A deal for Betsy? Then why not for Bob and Dawn?

May 3, 2013

“In the quaint village of Edenton, where residents have suffered either a sadistic witch hunt of historical proportions or a rampage by a despicable gang of ritualistic child molesters, the public has been slapped in the face by a deal between prosecutors and Elizabeth Kelly.

“Kelly is one of seven people charged with sexually molesting children at the Little Rascals Day Care center. Her husband Bob is pulling 12 life sentences for his part, and lowly cook Dawn Wilson is pulling one life sentence. But Elizabeth Kelly will serve only a few more months because her lawyer got her a good deal.

“A deal? Either she is guilty of inflicting unspeakable horrors on babies or she is as innocent as a lamb. There are no degrees here, either they did it or they didn’t. If they did it, they all deserve to spend the rest of their miserable lives in prison.
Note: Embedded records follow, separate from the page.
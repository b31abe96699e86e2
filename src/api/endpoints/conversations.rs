//! Conversation and message endpoints.
//!
//! Every write here publishes a change event; connected subscribers of the
//! same tenant see it on `/ws/subscribe`.

use axum::extract::{Path, State};
use axum::http::StatusCode;
use axum::{Extension, Json};
use serde::Deserialize;
use uuid::Uuid;

use crate::api::error::ApiError;
use crate::api::types::{ApiContext, TenantContext};
use crate::models::enums::ConversationStatus;
use crate::models::{ChatMessage, Conversation};
use crate::service::{NewConversation, NewMessage};

pub async fn list(
    State(ctx): State<ApiContext>,
    Extension(tenant): Extension<TenantContext>,
) -> Result<Json<Vec<Conversation>>, ApiError> {
    Ok(Json(ctx.service.list_conversations(&tenant.tenant_id)?))
}

pub async fn create(
    State(ctx): State<ApiContext>,
    Extension(tenant): Extension<TenantContext>,
    Json(req): Json<NewConversation>,
) -> Result<(StatusCode, Json<Conversation>), ApiError> {
    let conversation = ctx.service.start_conversation(&tenant.tenant_id, req)?;
    Ok((StatusCode::CREATED, Json(conversation)))
}

#[derive(Debug, Deserialize)]
pub struct ConversationStatusUpdate {
    pub status: ConversationStatus,
}

pub async fn update_status(
    State(ctx): State<ApiContext>,
    Extension(tenant): Extension<TenantContext>,
    Path(id): Path<Uuid>,
    Json(req): Json<ConversationStatusUpdate>,
) -> Result<Json<Conversation>, ApiError> {
    let conversation = ctx
        .service
        .set_conversation_status(&tenant.tenant_id, &id, req.status)?;
    Ok(Json(conversation))
}

pub async fn messages(
    State(ctx): State<ApiContext>,
    Extension(tenant): Extension<TenantContext>,
    Path(id): Path<Uuid>,
) -> Result<Json<Vec<ChatMessage>>, ApiError> {
    Ok(Json(ctx.service.list_messages(&tenant.tenant_id, &id)?))
}

pub async fn send(
    State(ctx): State<ApiContext>,
    Extension(tenant): Extension<TenantContext>,
    Path(id): Path<Uuid>,
    Json(req): Json<NewMessage>,
) -> Result<(StatusCode, Json<ChatMessage>), ApiError> {
    let message = ctx.service.send_message(&tenant.tenant_id, &id, req)?;
    Ok((StatusCode::CREATED, Json(message)))
}

#[derive(Debug, Deserialize)]
pub struct EditMessage {
    pub editor_id: Uuid,
    pub body: String,
}

pub async fn edit(
    State(ctx): State<ApiContext>,
    Extension(tenant): Extension<TenantContext>,
    Path(message_id): Path<Uuid>,
    Json(req): Json<EditMessage>,
) -> Result<Json<ChatMessage>, ApiError> {
    let message =
        ctx.service
            .edit_message(&tenant.tenant_id, &message_id, &req.editor_id, req.body)?;
    Ok(Json(message))
}

#[derive(Debug, Deserialize)]
pub struct ReadReceipt {
    pub reader_id: Uuid,
}

pub async fn read(
    State(ctx): State<ApiContext>,
    Extension(tenant): Extension<TenantContext>,
    Path(message_id): Path<Uuid>,
    Json(req): Json<ReadReceipt>,
) -> Result<Json<ChatMessage>, ApiError> {
    let message = ctx
        .service
        .mark_message_read(&tenant.tenant_id, &message_id, &req.reader_id)?;
    Ok(Json(message))
}

#[derive(Debug, Deserialize)]
pub struct TypingUpdate {
    pub user_id: Uuid,
    #[serde(default = "default_typing")]
    pub is_typing: bool,
}

fn default_typing() -> bool {
    true
}

/// `POST /api/conversations/:id/typing`: 204; indicators expire on their own.
pub async fn typing(
    State(ctx): State<ApiContext>,
    Extension(tenant): Extension<TenantContext>,
    Path(id): Path<Uuid>,
    Json(req): Json<TypingUpdate>,
) -> Result<StatusCode, ApiError> {
    ctx.service
        .set_typing(&tenant.tenant_id, &id, &req.user_id, req.is_typing)?;
    Ok(StatusCode::NO_CONTENT)
}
But if they didn’t do it – and the prosecution now seems unable to prove it and reluctant to try – then they all deserve to be free to exact legal revenge on a community that has put them through hell.

“There is no justice, no fairness and no answers in a deal that sets her free and leaves the others to rot in jail. If Elizabeth Kelly is set free by politicians, why should Bob Kelly and Dawn Wilson be sent to jail by juries? If Mrs. Kelly gets a deal, then all of them deserve the same deal.”

– From “When justice becomes the slave of convenience, faith fades” by News & Observer columnist Dennis Rogers (Jan. 30, 1994)

‘Parents too trusting’? No, magazine too gullible

May 1, 2013

“For several years… during which innocent people, many of whom were themselves the parents of young children, were sent to prison, the press by and large went along. ‘The horrors may only have started with sodomy, rape, oral copulation, and fondling,’ Newsweek confidently reported of the McMartin allegations in April 1984….

“Time’s account noted that a horse was slaughtered in front of the toddlers to intimidate them into silence, but the magazine neglected to ask how this messy procedure was accomplished without detection in a busy preschool in the middle of town, where parents and teachers came and went throughout the day. ‘Parents,’ Time chided, ‘were too trusting, assuming that separation anxiety was the reason their children cried when dropped off at school.”

“By the late ’80s, then, the notion that many, many day care workers went into the field only to sate their Sadean lusts for small children, and that schools were places fraught with sexual ‘stranger danger,’ and that childish innocence was under unprecedented assault from the forces of evil, had sufficient credibility to darken the nightmares of mothers and fathers across the country.”

– From “Against Innocence: The truth about child abuse and the truth about children” by Margaret Talbot in The New Republic (March 15, 1999)

“By the late ’80s…” indeed – exactly when the initial allegations were made in the Little Rascals case.